(Collected data)
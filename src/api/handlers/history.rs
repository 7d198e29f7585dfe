//! History handler: the caller's four derived views.

use axum::extract::State;
use axum::response::IntoResponse;
use axum::routing::get;
use axum::{Json, Router};

use crate::api::auth::AuthUser;
use crate::app_state::AppState;
use crate::error::{ErrorResponse, LedgerError};
use crate::service::UserHistory;

/// `GET /history` — The caller's rides and payment promises, split by role.
///
/// # Errors
///
/// Returns [`LedgerError`] on store failure.
#[utoipa::path(
    get,
    path = "/api/v1/history",
    tag = "History",
    summary = "Get the caller's history",
    description = "Returns rides the caller requested and provided, plus promises owed and owed to them, each newest first. A caller with no activity gets four empty lists.",
    responses(
        (status = 200, description = "History views", body = UserHistory),
        (status = 401, description = "Missing or invalid credential", body = ErrorResponse),
    )
)]
pub async fn get_history(
    State(state): State<AppState>,
    AuthUser(user): AuthUser,
) -> Result<impl IntoResponse, LedgerError> {
    let history = state.history_service.history(&user.id).await?;
    Ok(Json(history))
}

/// History routes.
pub fn routes() -> Router<AppState> {
    Router::new().route("/history", get(get_history))
}
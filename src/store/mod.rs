//! Keyed store adapter: the minimal persistence contract.
//!
//! The repository layer depends only on [`KeyValueStore`]: `get`, `set`
//! (full overwrite), `delete`, and `get_by_prefix`. The store guarantees
//! per-key atomicity and nothing more — no multi-key transactions, no
//! compare-and-swap — and returns prefix-scan results in unspecified
//! order; callers re-sort. The adapter carries no domain semantics.
//!
//! Two backends ship: [`MemoryStore`] for tests and single-node
//! development, [`PostgresStore`] for durable deployments.

pub mod memory;
pub mod postgres;

use async_trait::async_trait;
use serde_json::Value;

pub use memory::MemoryStore;
pub use postgres::PostgresStore;

use crate::error::LedgerError;

/// Prefix-scannable key/value store with per-key atomicity.
#[async_trait]
pub trait KeyValueStore: Send + Sync + std::fmt::Debug {
    /// Returns the value stored under `key`, or `None` if absent.
    ///
    /// # Errors
    ///
    /// Returns [`LedgerError::Store`] on backend failure.
    async fn get(&self, key: &str) -> Result<Option<Value>, LedgerError>;

    /// Stores `value` under `key`, overwriting any existing value.
    ///
    /// # Errors
    ///
    /// Returns [`LedgerError::Store`] on backend failure.
    async fn set(&self, key: &str, value: Value) -> Result<(), LedgerError>;

    /// Removes the value stored under `key`, if any.
    ///
    /// # Errors
    ///
    /// Returns [`LedgerError::Store`] on backend failure.
    async fn delete(&self, key: &str) -> Result<(), LedgerError>;

    /// Returns all current values whose key starts with `prefix`, in
    /// unspecified order.
    ///
    /// # Errors
    ///
    /// Returns [`LedgerError::Store`] on backend failure.
    async fn get_by_prefix(&self, prefix: &str) -> Result<Vec<Value>, LedgerError>;
}
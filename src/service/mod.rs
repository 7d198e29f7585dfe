//! Service layer: ride lifecycle orchestration and history aggregation.

pub mod history_service;
pub mod ride_service;

pub use history_service::{HistoryService, UserHistory};
pub use ride_service::RideService;
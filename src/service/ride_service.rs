//! Ride service: owns the lifecycle state machine and the ledger side-effect.
//!
//! Every mutation method follows the pattern: acquire the ride's transition
//! lock → fetch → validate against the current status → mutate → persist.
//! The per-ride lock is what turns the store's bare read-modify-write into
//! a serialized transition, closing the claim race window.

use std::sync::Arc;

use chrono::Utc;

use crate::domain::{LedgerEntry, Ride, RideDraft, RideId, RideLocks, RideStatus, UserId};
use crate::error::LedgerError;
use crate::identity::UserProfile;
use crate::store::KeyValueStore;

/// Orchestration layer for all ride operations.
///
/// Stateless apart from the external store and the in-process lock table;
/// safe to share behind an `Arc` across all request handlers.
#[derive(Debug)]
pub struct RideService {
    store: Arc<dyn KeyValueStore>,
    locks: RideLocks,
}

impl RideService {
    /// Creates a new `RideService` over the given store.
    #[must_use]
    pub fn new(store: Arc<dyn KeyValueStore>) -> Self {
        Self {
            store,
            locks: RideLocks::new(),
        }
    }

    /// Posts a new ride request for `rider` and returns it with status open.
    ///
    /// There is no shared mutable target yet, so creation never fails due
    /// to concurrent state.
    ///
    /// # Errors
    ///
    /// Returns [`LedgerError::InvalidRequest`] if a required field is blank
    /// or the payment amount is negative or not a finite number, and
    /// [`LedgerError::Store`] on persistence failure.
    pub async fn create(&self, rider: &UserProfile, draft: RideDraft) -> Result<Ride, LedgerError> {
        validate_draft(&draft)?;

        let ride = Ride::new(rider, draft, Utc::now());
        self.persist_ride(&ride).await?;

        tracing::info!(ride_id = %ride.id, rider = %ride.rider_id, "ride created");
        Ok(ride)
    }

    /// Returns all open rides, newest first.
    ///
    /// Lock-free scan: a ride claimed a moment ago may still transiently
    /// appear for a racing reader, which is acceptable.
    ///
    /// # Errors
    ///
    /// Returns [`LedgerError::Store`] on scan failure.
    pub async fn list_open(&self) -> Result<Vec<Ride>, LedgerError> {
        let mut rides: Vec<Ride> = self
            .scan_rides()
            .await?
            .into_iter()
            .filter(|ride| ride.status == RideStatus::Open)
            .collect();
        rides.sort_by(|a, b| b.created_at.cmp(&a.created_at));
        Ok(rides)
    }

    /// Returns every ride posted by `rider`, newest first.
    ///
    /// # Errors
    ///
    /// Returns [`LedgerError::Store`] on scan failure.
    pub async fn my_rides(&self, rider: &UserId) -> Result<Vec<Ride>, LedgerError> {
        let mut rides: Vec<Ride> = self
            .scan_rides()
            .await?
            .into_iter()
            .filter(|ride| ride.rider_id == *rider)
            .collect();
        rides.sort_by(|a, b| b.created_at.cmp(&a.created_at));
        Ok(rides)
    }

    /// Claims an open ride for `driver`: the race-critical transition.
    ///
    /// Of all concurrent claims on one ride, exactly one caller commits the
    /// open → claimed transition and, when the ride promises a positive
    /// amount, records exactly one ledger entry. The ride record is written
    /// before the ledger entry; a crash between the two leaves a claimed
    /// ride with no recorded promise, never a duplicated or orphaned entry.
    ///
    /// # Errors
    ///
    /// [`LedgerError::RideNotFound`] if the ride is absent,
    /// [`LedgerError::InvalidState`] if it is no longer open (including
    /// every claim race loser), [`LedgerError::Forbidden`] on self-claim,
    /// [`LedgerError::Store`] on persistence failure.
    pub async fn claim(&self, ride_id: &RideId, driver: &UserProfile) -> Result<Ride, LedgerError> {
        let lock = self.locks.acquire(ride_id).await;
        let _transition = lock.lock().await;

        let mut ride = self.fetch_ride(ride_id).await?;
        if ride.status != RideStatus::Open {
            return Err(LedgerError::InvalidState(format!(
                "ride {ride_id} is {}",
                ride.status
            )));
        }
        if ride.rider_id == driver.id {
            return Err(LedgerError::Forbidden(
                "you cannot claim your own ride request".to_string(),
            ));
        }

        let claimed_at = Utc::now();
        ride.status = RideStatus::Claimed;
        ride.driver_id = Some(driver.id.clone());
        ride.driver_name = Some(driver.name.clone());
        ride.claimed_at = Some(claimed_at);
        self.persist_ride(&ride).await?;

        if ride.payment_amount > 0.0 {
            let entry = LedgerEntry::from_claim(&ride, driver, claimed_at);
            if let Err(err) = self.persist_entry(&entry).await {
                // The claim itself committed; surface the failure instead
                // of retrying, which could record the promise twice.
                tracing::warn!(
                    ride_id = %ride.id,
                    entry_id = %entry.id,
                    error = %err,
                    "ride claimed but promise record failed"
                );
                return Err(err);
            }
        }

        tracing::info!(ride_id = %ride.id, driver = %driver.id, "ride claimed");
        Ok(ride)
    }

    /// Marks a claimed ride completed. Rider or driver may call this.
    ///
    /// # Errors
    ///
    /// [`LedgerError::RideNotFound`] if absent, [`LedgerError::InvalidState`]
    /// unless the ride is claimed, [`LedgerError::Forbidden`] for callers
    /// who are neither rider nor driver, [`LedgerError::Store`] on
    /// persistence failure.
    pub async fn complete(&self, ride_id: &RideId, caller: &UserId) -> Result<Ride, LedgerError> {
        let lock = self.locks.acquire(ride_id).await;
        let _transition = lock.lock().await;

        let mut ride = self.fetch_ride(ride_id).await?;
        if ride.status != RideStatus::Claimed {
            return Err(LedgerError::InvalidState(format!(
                "ride {ride_id} is {}",
                ride.status
            )));
        }
        if !ride.involves(caller) {
            return Err(LedgerError::Forbidden(
                "only the rider or the driver can complete this ride".to_string(),
            ));
        }

        ride.status = RideStatus::Completed;
        ride.completed_at = Some(Utc::now());
        self.persist_ride(&ride).await?;
        self.locks.discard(ride_id).await;

        tracing::info!(ride_id = %ride.id, caller = %caller, "ride completed");
        Ok(ride)
    }

    /// Records that a completed ride was rated. Rider or driver may call
    /// this, once; no aggregate score is kept.
    ///
    /// # Errors
    ///
    /// [`LedgerError::RideNotFound`] if absent, [`LedgerError::InvalidState`]
    /// unless the ride is completed and not yet rated,
    /// [`LedgerError::Forbidden`] for third parties,
    /// [`LedgerError::InvalidRequest`] for ratings outside 1–5,
    /// [`LedgerError::Store`] on persistence failure.
    pub async fn rate(
        &self,
        ride_id: &RideId,
        caller: &UserId,
        rating: u8,
    ) -> Result<Ride, LedgerError> {
        let lock = self.locks.acquire(ride_id).await;
        let _transition = lock.lock().await;

        let mut ride = self.fetch_ride(ride_id).await?;
        if ride.status != RideStatus::Completed {
            return Err(LedgerError::InvalidState(format!(
                "ride {ride_id} is {}",
                ride.status
            )));
        }
        if ride.rated {
            return Err(LedgerError::InvalidState(format!(
                "ride {ride_id} is already rated"
            )));
        }
        if !ride.involves(caller) {
            return Err(LedgerError::Forbidden(
                "only the rider or the driver can rate this ride".to_string(),
            ));
        }
        if !(1..=5).contains(&rating) {
            return Err(LedgerError::InvalidRequest(
                "rating must be between 1 and 5".to_string(),
            ));
        }

        ride.rated = true;
        self.persist_ride(&ride).await?;
        self.locks.discard(ride_id).await;

        tracing::info!(ride_id = %ride.id, caller = %caller, rating, "ride rated");
        Ok(ride)
    }

    /// Cancels an open ride. Only the requesting rider may call this.
    ///
    /// No ledger side-effect and no race hazard of its own: the only
    /// competing writer is the claim path, and both run under the same
    /// per-ride lock.
    ///
    /// # Errors
    ///
    /// [`LedgerError::RideNotFound`] if absent, [`LedgerError::InvalidState`]
    /// unless the ride is open, [`LedgerError::Forbidden`] for callers other
    /// than the rider, [`LedgerError::Store`] on persistence failure.
    pub async fn cancel(&self, ride_id: &RideId, caller: &UserId) -> Result<Ride, LedgerError> {
        let lock = self.locks.acquire(ride_id).await;
        let _transition = lock.lock().await;

        let mut ride = self.fetch_ride(ride_id).await?;
        if ride.status != RideStatus::Open {
            return Err(LedgerError::InvalidState(format!(
                "ride {ride_id} is {}",
                ride.status
            )));
        }
        if ride.rider_id != *caller {
            return Err(LedgerError::Forbidden(
                "only the requesting rider can cancel this ride".to_string(),
            ));
        }

        ride.status = RideStatus::Cancelled;
        self.persist_ride(&ride).await?;
        self.locks.discard(ride_id).await;

        tracing::info!(ride_id = %ride.id, "ride cancelled");
        Ok(ride)
    }

    async fn fetch_ride(&self, ride_id: &RideId) -> Result<Ride, LedgerError> {
        let value = self
            .store
            .get(ride_id.as_str())
            .await?
            .ok_or_else(|| LedgerError::RideNotFound(ride_id.clone()))?;
        serde_json::from_value(value)
            .map_err(|e| LedgerError::Internal(format!("corrupt ride record {ride_id}: {e}")))
    }

    async fn scan_rides(&self) -> Result<Vec<Ride>, LedgerError> {
        let values = self.store.get_by_prefix(RideId::PREFIX).await?;
        // Records that no longer decode are skipped rather than failing the
        // whole listing.
        Ok(values
            .into_iter()
            .filter_map(|value| serde_json::from_value(value).ok())
            .collect())
    }

    async fn persist_ride(&self, ride: &Ride) -> Result<(), LedgerError> {
        let value = serde_json::to_value(ride)
            .map_err(|e| LedgerError::Internal(format!("serialize ride {}: {e}", ride.id)))?;
        self.store.set(ride.id.as_str(), value).await
    }

    async fn persist_entry(&self, entry: &LedgerEntry) -> Result<(), LedgerError> {
        let value = serde_json::to_value(entry)
            .map_err(|e| LedgerError::Internal(format!("serialize entry {}: {e}", entry.id)))?;
        self.store.set(entry.id.as_str(), value).await
    }
}

fn validate_draft(draft: &RideDraft) -> Result<(), LedgerError> {
    for (field, value) in [
        ("pickup_location", &draft.pickup_location),
        ("dropoff_location", &draft.dropoff_location),
        ("date", &draft.date),
        ("time", &draft.time),
    ] {
        if value.trim().is_empty() {
            return Err(LedgerError::InvalidRequest(format!("{field} is required")));
        }
    }
    if let Some(amount) = draft.payment_amount
        && (!amount.is_finite() || amount < 0.0)
    {
        return Err(LedgerError::InvalidRequest(
            "payment_amount must be a non-negative number".to_string(),
        ));
    }
    Ok(())
}
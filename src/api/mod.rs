//! REST API layer: route handlers, DTOs, and router composition.
//!
//! All endpoints are mounted under `/api/v1`.

pub mod auth;
pub mod doc;
pub mod dto;
pub mod handlers;

use axum::Router;

use crate::app_state::AppState;

/// Builds the complete API router with all REST endpoints.
pub fn build_router() -> Router<AppState> {
    Router::new()
        .nest("/api/v1", handlers::routes())
        .merge(handlers::system::routes())
}
//! Domain layer: record identity, the ride state machine, ledger entries,
//! and the per-ride lock table.
//!
//! This module contains the service-side domain model: deterministic
//! string identifiers that double as storage keys, the [`Ride`] aggregate
//! with its lifecycle statuses, the immutable [`LedgerEntry`] payment
//! promise, and [`RideLocks`] for serializing state transitions.

pub mod ids;
pub mod ledger;
pub mod ride;
pub mod ride_locks;

pub use ids::{EntryId, RideId, UserId};
pub use ledger::LedgerEntry;
pub use ride::{PaymentType, Ride, RideDraft, RideStatus};
pub use ride_locks::RideLocks;
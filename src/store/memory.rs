//! In-memory key/value backend.
//!
//! [`MemoryStore`] keeps all values in a `BTreeMap` behind a
//! [`tokio::sync::RwLock`]. The ordered map makes prefix scans a range
//! walk. Used by tests and the default development backend; state is lost
//! on shutdown.

use std::collections::BTreeMap;

use async_trait::async_trait;
use serde_json::Value;
use tokio::sync::RwLock;

use super::KeyValueStore;
use crate::error::LedgerError;

/// Non-durable store backed by an ordered in-process map.
#[derive(Debug, Default)]
pub struct MemoryStore {
    entries: RwLock<BTreeMap<String, Value>>,
}

impl MemoryStore {
    /// Creates an empty store.
    #[must_use]
    pub fn new() -> Self {
        Self {
            entries: RwLock::new(BTreeMap::new()),
        }
    }

    /// Returns the number of stored entries.
    pub async fn len(&self) -> usize {
        self.entries.read().await.len()
    }

    /// Returns `true` if the store holds no entries.
    pub async fn is_empty(&self) -> bool {
        self.entries.read().await.is_empty()
    }
}

#[async_trait]
impl KeyValueStore for MemoryStore {
    async fn get(&self, key: &str) -> Result<Option<Value>, LedgerError> {
        Ok(self.entries.read().await.get(key).cloned())
    }

    async fn set(&self, key: &str, value: Value) -> Result<(), LedgerError> {
        self.entries.write().await.insert(key.to_string(), value);
        Ok(())
    }

    async fn delete(&self, key: &str) -> Result<(), LedgerError> {
        self.entries.write().await.remove(key);
        Ok(())
    }

    async fn get_by_prefix(&self, prefix: &str) -> Result<Vec<Value>, LedgerError> {
        let map = self.entries.read().await;
        Ok(map
            .range(prefix.to_string()..)
            .take_while(|(key, _)| key.starts_with(prefix))
            .map(|(_, value)| value.clone())
            .collect())
    }
}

**PROBLEM**. Give back exactly the lines above, from the line containing "async fn persist_entry(&self, entry: &LedgerEntry)" through the line containing "filename src/api/mod.rs", with both end lines and nothing more.

**FINISHED TASK**.
    async fn persist_entry(&self, entry: &LedgerEntry) -> Result<(), LedgerError> {
        let value = serde_json::to_value(entry)
            .map_err(|e| LedgerError::Internal(format!("serialize entry {}: {e}", entry.id)))?;
        self.store.set(entry.id.as_str(), value).await
    }
}

fn validate_draft(draft: &RideDraft) -> Result<(), LedgerError> {
    for (field, value) in [
        ("pickup_location", &draft.pickup_location),
        ("dropoff_location", &draft.dropoff_location),
        ("date", &draft.date),
        ("time", &draft.time),
    ] {
        if value.trim().is_empty() {
            return Err(LedgerError::InvalidRequest(format!("{field} is required")));
        }
    }
    if let Some(amount) = draft.payment_amount
        && (!amount.is_finite() || amount < 0.0)
    {
        return Err(LedgerError::InvalidRequest(
            "payment_amount must be a non-negative number".to_string(),
        ));
    }
    Ok(())
}
filename src/api/mod.rs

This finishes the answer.